Sildenafil is readily available with little or no physician/pharmacist intervention (e.g., via the Internet), potentially increasing the risk of misuse and abuse as well as the risk of adverse effects. Sildenafil also may be readily available illicitly (i.e., without a prescription) for recreational use by men and women in an attempt to enhance sexual desire and performance. Men and women using the drug recreationally have reported positive effects on the sexual experience, such as enhanced desire and ‘‘love making’’ and a feeling of warmth, but some experts question whether any benefit is likely with such use.

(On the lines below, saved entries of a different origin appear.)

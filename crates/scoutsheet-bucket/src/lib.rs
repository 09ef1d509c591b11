//! Abstractions over S3-compatible storage backends used for label documents
//! and correction reports.

use std::collections::BTreeMap;
use std::env;
use std::fmt;

use async_trait::async_trait;
use aws_config::BehaviorVersion;
use aws_credential_types::provider::SharedCredentialsProvider;
use aws_credential_types::Credentials;
use aws_sdk_s3::config::Region;
use aws_sdk_s3::error::SdkError;
use aws_sdk_s3::primitives::ByteStream;
use aws_sdk_s3::Client;
use bytes::Bytes;
use thiserror::Error;
use tokio::sync::Mutex;

#[derive(Debug, Clone)]
pub struct S3Config {
    pub bucket: String,
    pub region: String,
    pub endpoint: Option<String>,
    pub access_key_id: Option<String>,
    pub secret_access_key: Option<String>,
    pub force_path_style: bool,
}

impl Default for S3Config {
    fn default() -> Self {
        Self {
            bucket: "scoutsheet-labels".to_string(),
            region: "us-east-1".to_string(),
            endpoint: None,
            access_key_id: None,
            secret_access_key: None,
            force_path_style: false,
        }
    }
}

impl S3Config {
    /// Reads `S3_BUCKET` (required), `S3_REGION`, `S3_ENDPOINT_URL`,
    /// `S3_ACCESS_KEY_ID`, `S3_SECRET_ACCESS_KEY`, `S3_FORCE_PATH_STYLE`.
    pub fn from_env() -> Result<Self, BucketError> {
        let bucket = env::var("S3_BUCKET")
            .ok()
            .filter(|value| !value.is_empty())
            .ok_or_else(|| BucketError::Configuration("S3_BUCKET must be set".into()))?;
        let defaults = S3Config::default();
        Ok(Self {
            bucket,
            region: env::var("S3_REGION").unwrap_or(defaults.region),
            endpoint: env::var("S3_ENDPOINT_URL").ok().filter(|v| !v.is_empty()),
            access_key_id: env::var("S3_ACCESS_KEY_ID").ok().filter(|v| !v.is_empty()),
            secret_access_key: env::var("S3_SECRET_ACCESS_KEY")
                .ok()
                .filter(|v| !v.is_empty()),
            force_path_style: env::var("S3_FORCE_PATH_STYLE")
                .map(|v| v == "1" || v.eq_ignore_ascii_case("true"))
                .unwrap_or(false),
        })
    }
}

#[derive(Debug, Error)]
pub enum BucketError {
    #[error("configuration error: {0}")]
    Configuration(String),
    #[error("sdk error: {0}")]
    Sdk(String),
    #[error("object not found: {0}")]
    NotFound(String),
}

impl BucketError {
    fn from_sdk(err: impl fmt::Display) -> Self {
        Self::Sdk(err.to_string())
    }
}

/// The storage collaborator contract: list inputs, download, upload.
/// `put_object` must be idempotent under retry (same key, same bytes).
#[async_trait]
pub trait BucketStore: Send + Sync {
    async fn list_objects(&self, prefix: &str) -> Result<Vec<String>, BucketError>;
    async fn get_object(&self, key: &str) -> Result<Bytes, BucketError>;
    async fn put_object(
        &self,
        key: &str,
        bytes: Bytes,
        content_type: &str,
    ) -> Result<(), BucketError>;
}

#[derive(Clone)]
pub struct S3BucketStore {
    client: Client,
    bucket: String,
}

impl S3BucketStore {
    pub async fn new(config: S3Config) -> Result<Self, BucketError> {
        if config.bucket.is_empty() {
            return Err(BucketError::Configuration(
                "bucket name cannot be empty".into(),
            ));
        }

        let mut loader = aws_config::defaults(BehaviorVersion::latest())
            .region(Region::new(config.region.clone()));

        if let (Some(access_key), Some(secret_key)) =
            (&config.access_key_id, &config.secret_access_key)
        {
            let credentials = Credentials::new(access_key, secret_key, None, None, "static");
            loader = loader.credentials_provider(SharedCredentialsProvider::new(credentials));
        }

        let shared_config = loader.load().await;
        let mut builder = aws_sdk_s3::config::Builder::from(&shared_config);

        if let Some(endpoint) = &config.endpoint {
            builder = builder.endpoint_url(endpoint);
        }

        if config.force_path_style {
            builder = builder.force_path_style(true);
        }

        let client = Client::from_conf(builder.build());
        Ok(Self {
            client,
            bucket: config.bucket,
        })
    }
}

#[async_trait]
impl BucketStore for S3BucketStore {
    async fn list_objects(&self, prefix: &str) -> Result<Vec<String>, BucketError> {
        let mut keys = Vec::new();
        let mut pages = self
            .client
            .list_objects_v2()
            .bucket(&self.bucket)
            .prefix(prefix)
            .into_paginator()
            .send();

        while let Some(page) = pages.next().await {
            let page = page.map_err(BucketError::from_sdk)?;
            for object in page.contents() {
                if let Some(key) = object.key() {
                    keys.push(key.to_string());
                }
            }
        }

        Ok(keys)
    }

    async fn get_object(&self, key: &str) -> Result<Bytes, BucketError> {
        let output = self
            .client
            .get_object()
            .bucket(&self.bucket)
            .key(key)
            .send()
            .await
            .map_err(|err| match err {
                SdkError::ServiceError(service_err) => {
                    let message = service_err.err().to_string();
                    if message.contains("NoSuchKey") {
                        BucketError::NotFound(key.to_string())
                    } else {
                        BucketError::from_sdk(message)
                    }
                }
                other => BucketError::from_sdk(other),
            })?;

        let data = output.body.collect().await.map_err(BucketError::from_sdk)?;
        Ok(Bytes::from(data.into_bytes()))
    }

    async fn put_object(
        &self,
        key: &str,
        bytes: Bytes,
        content_type: &str,
    ) -> Result<(), BucketError> {
        self.client
            .put_object()
            .bucket(&self.bucket)
            .key(key)
            .body(ByteStream::from(bytes.to_vec()))
            .content_type(content_type)
            .send()
            .await
            .map_err(BucketError::from_sdk)?;
        Ok(())
    }
}

/// In-process store for tests and dry runs. Keys come back sorted, which is
/// the same order S3 lists them in.
#[derive(Debug, Default)]
pub struct MemoryBucketStore {
    objects: Mutex<BTreeMap<String, Bytes>>,
}

impl MemoryBucketStore {
    pub fn new() -> Self {
        Self::default()
    }

    pub async fn insert(&self, key: impl Into<String>, bytes: impl Into<Bytes>) {
        self.objects.lock().await.insert(key.into(), bytes.into());
    }

    pub async fn contains(&self, key: &str) -> bool {
        self.objects.lock().await.contains_key(key)
    }

    pub async fn len(&self) -> usize {
        self.objects.lock().await.len()
    }

    pub async fn is_empty(&self) -> bool {
        self.objects.lock().await.is_empty()
    }
}

#[async_trait]
impl BucketStore for MemoryBucketStore {
    async fn list_objects(&self, prefix: &str) -> Result<Vec<String>, BucketError> {
        Ok(self
            .objects
            .lock()
            .await
            .keys()
            .filter(|key| key.starts_with(prefix))
            .cloned()
            .collect())
    }

    async fn get_object(&self, key: &str) -> Result<Bytes, BucketError> {
        self.objects
            .lock()
            .await
            .get(key)
            .cloned()
            .ok_or_else(|| BucketError::NotFound(key.to_string()))
    }

    async fn put_object(
        &self,
        key: &str,
        bytes: Bytes,
        _content_type: &str,
    ) -> Result<(), BucketError> {
        self.objects.lock().await.insert(key.to_string(), bytes);
        Ok(())
    }
}

#[cfg(test)]
mod tests {
    use super::*;

    #[tokio::test]
    async fn memory_store_round_trips_objects() {
        let store = MemoryBucketStore::new();
        store
            .put_object("sheets/a.labels.json", Bytes::from_static(b"{}"), "application/json")
            .await
            .unwrap();

        let bytes = store.get_object("sheets/a.labels.json").await.unwrap();
        assert_eq!(bytes.as_ref(), b"{}");
    }

    #[tokio::test]
    async fn memory_store_lists_by_prefix() {
        let store = MemoryBucketStore::new();
        store.insert("sheets/a.labels.json", &b"a"[..]).await;
        store.insert("sheets/b.labels.json", &b"b"[..]).await;
        store.insert("corrected/a.labels.json", &b"c"[..]).await;

        let keys = store.list_objects("sheets/").await.unwrap();
        assert_eq!(
            keys,
            vec![
                "sheets/a.labels.json".to_string(),
                "sheets/b.labels.json".to_string()
            ]
        );
    }

    #[tokio::test]
    async fn missing_object_is_not_found() {
        let store = MemoryBucketStore::new();
        match store.get_object("nope").await {
            Err(BucketError::NotFound(key)) => assert_eq!(key, "nope"),
            other => panic!("expected NotFound, got {other:?}"),
        }
    }
}
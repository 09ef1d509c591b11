use std::fs;
use std::path::{Path, PathBuf};

use anyhow::{Context, Result};
use tempfile::TempDir;
use tracing::{debug, info};

/// Scratch directory for audit copies of downloaded and corrected files.
/// Never a correctness dependency: the pipeline output goes to the bucket,
/// this is purely for debugging. The directory is removed on drop unless the
/// caller asked to keep it.
pub struct DebugCache {
    dir: Option<CacheDir>,
}

enum CacheDir {
    Scratch(TempDir),
    Kept(PathBuf),
}

impl CacheDir {
    fn path(&self) -> &Path {
        match self {
            CacheDir::Scratch(dir) => dir.path(),
            CacheDir::Kept(path) => path,
        }
    }
}

impl DebugCache {
    pub fn disabled() -> Self {
        Self { dir: None }
    }

    pub fn new(keep: bool) -> Result<Self> {
        let scratch = tempfile::Builder::new()
            .prefix("scoutsheet-")
            .tempdir()
            .context("failed to create cache directory")?;
        let dir = if keep {
            let path = scratch.keep();
            info!(path = %path.display(), "cache directory will be kept after the run");
            CacheDir::Kept(path)
        } else {
            CacheDir::Scratch(scratch)
        };
        Ok(Self { dir: Some(dir) })
    }

    pub fn path(&self) -> Option<&Path> {
        self.dir.as_ref().map(CacheDir::path)
    }

    /// Writes one audit copy. Object keys become flat file names so nested
    /// prefixes cannot escape the cache directory.
    pub fn save(&self, key: &str, contents: &[u8]) -> Result<()> {
        let Some(dir) = &self.dir else {
            return Ok(());
        };
        let file_name = key.replace(['/', '\\'], "__");
        let path = dir.path().join(file_name);
        fs::write(&path, contents)
            .with_context(|| format!("failed to write cache file {}", path.display()))?;
        debug!(path = %path.display(), "wrote cache copy");
        Ok(())
    }
}
use thiserror::Error;

use crate::ground_truth::RecordKey;

#[derive(Debug, Error)]
pub enum GroundTruthError {
    #[error("header row does not match the fixed column set: found {found:?}")]
    Schema { found: Vec<String> },

    #[error("duplicate key {key} at data row {row_index}")]
    DuplicateKey { key: RecordKey, row_index: usize },

    #[error("no usable rows remained after parsing")]
    EmptyTable,

    #[error("CSV error: {0}")]
    Csv(#[from] csv::Error),
}

#[derive(Debug, Error)]
pub enum DocumentError {
    #[error("not valid JSON: {0}")]
    Json(#[from] serde_json::Error),

    #[error("malformed label document: {reason}")]
    Malformed { reason: String },
}
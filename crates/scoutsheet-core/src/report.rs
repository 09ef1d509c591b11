//! Renders the per-document correction report consumed by reviewers.

use crate::engine::CorrectionChange;

const REPORT_HEADER: [&str; 3] = ["label", "previous", "corrected"];

/// CSV of applied changes in application order. An empty change list yields
/// no report at all, matching the upstream convention.
pub fn render_report(changes: &[CorrectionChange]) -> Result<Option<Vec<u8>>, csv::Error> {
    if changes.is_empty() {
        return Ok(None);
    }

    let mut writer = csv::Writer::from_writer(Vec::new());
    writer.write_record(REPORT_HEADER)?;
    for change in changes {
        writer.write_record([&change.label, &change.previous, &change.corrected])?;
    }
    let bytes = writer.into_inner().map_err(|err| err.into_error())?;
    Ok(Some(bytes))
}
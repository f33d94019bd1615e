//! Tracing bootstrap for embedding binaries and tests.

use tracing_error::ErrorLayer;
use tracing_subscriber::fmt::format::FmtSpan;
use tracing_subscriber::{EnvFilter, fmt, layer::SubscriberExt, util::SubscriberInitExt};

/// Install the global subscriber: env-filtered fmt output with span
/// open/close events so instrumented async boundaries are visible, plus
/// an error layer capturing span traces for diagnostics.
///
/// Safe to call once per process; later calls are ignored.
pub fn init_tracing() {
    let fmt_layer = fmt::layer()
        .with_target(false)
        .with_span_events(FmtSpan::NEW | FmtSpan::CLOSE);

    let filter = EnvFilter::try_from_default_env()
        .unwrap_or_else(|_| EnvFilter::new("info,nexus_orchestrator=info"));

    let _ = tracing_subscriber::registry()
        .with(filter)
        .with(fmt_layer)
        .with(ErrorLayer::default())
        .try_init();
}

The potential exists for serious consequences (e.g., hypotensive crises) if such misuse and abuse of sildenafil were combined with certain other drugs and illicit substances that are misused and abused recreationally for sexual pleasure enhancement (e.g., ‘‘poppers’’ such as amyl or other volatile [e.g., butyl] nitrites). (See Drug Interactions: Organic Nitrates and Nitrites.) There is some evidence that individuals who misuse and abuse sildenafil recreationally are highly likely to engage in such potentially serious combined misuse of drugs and illicit substances.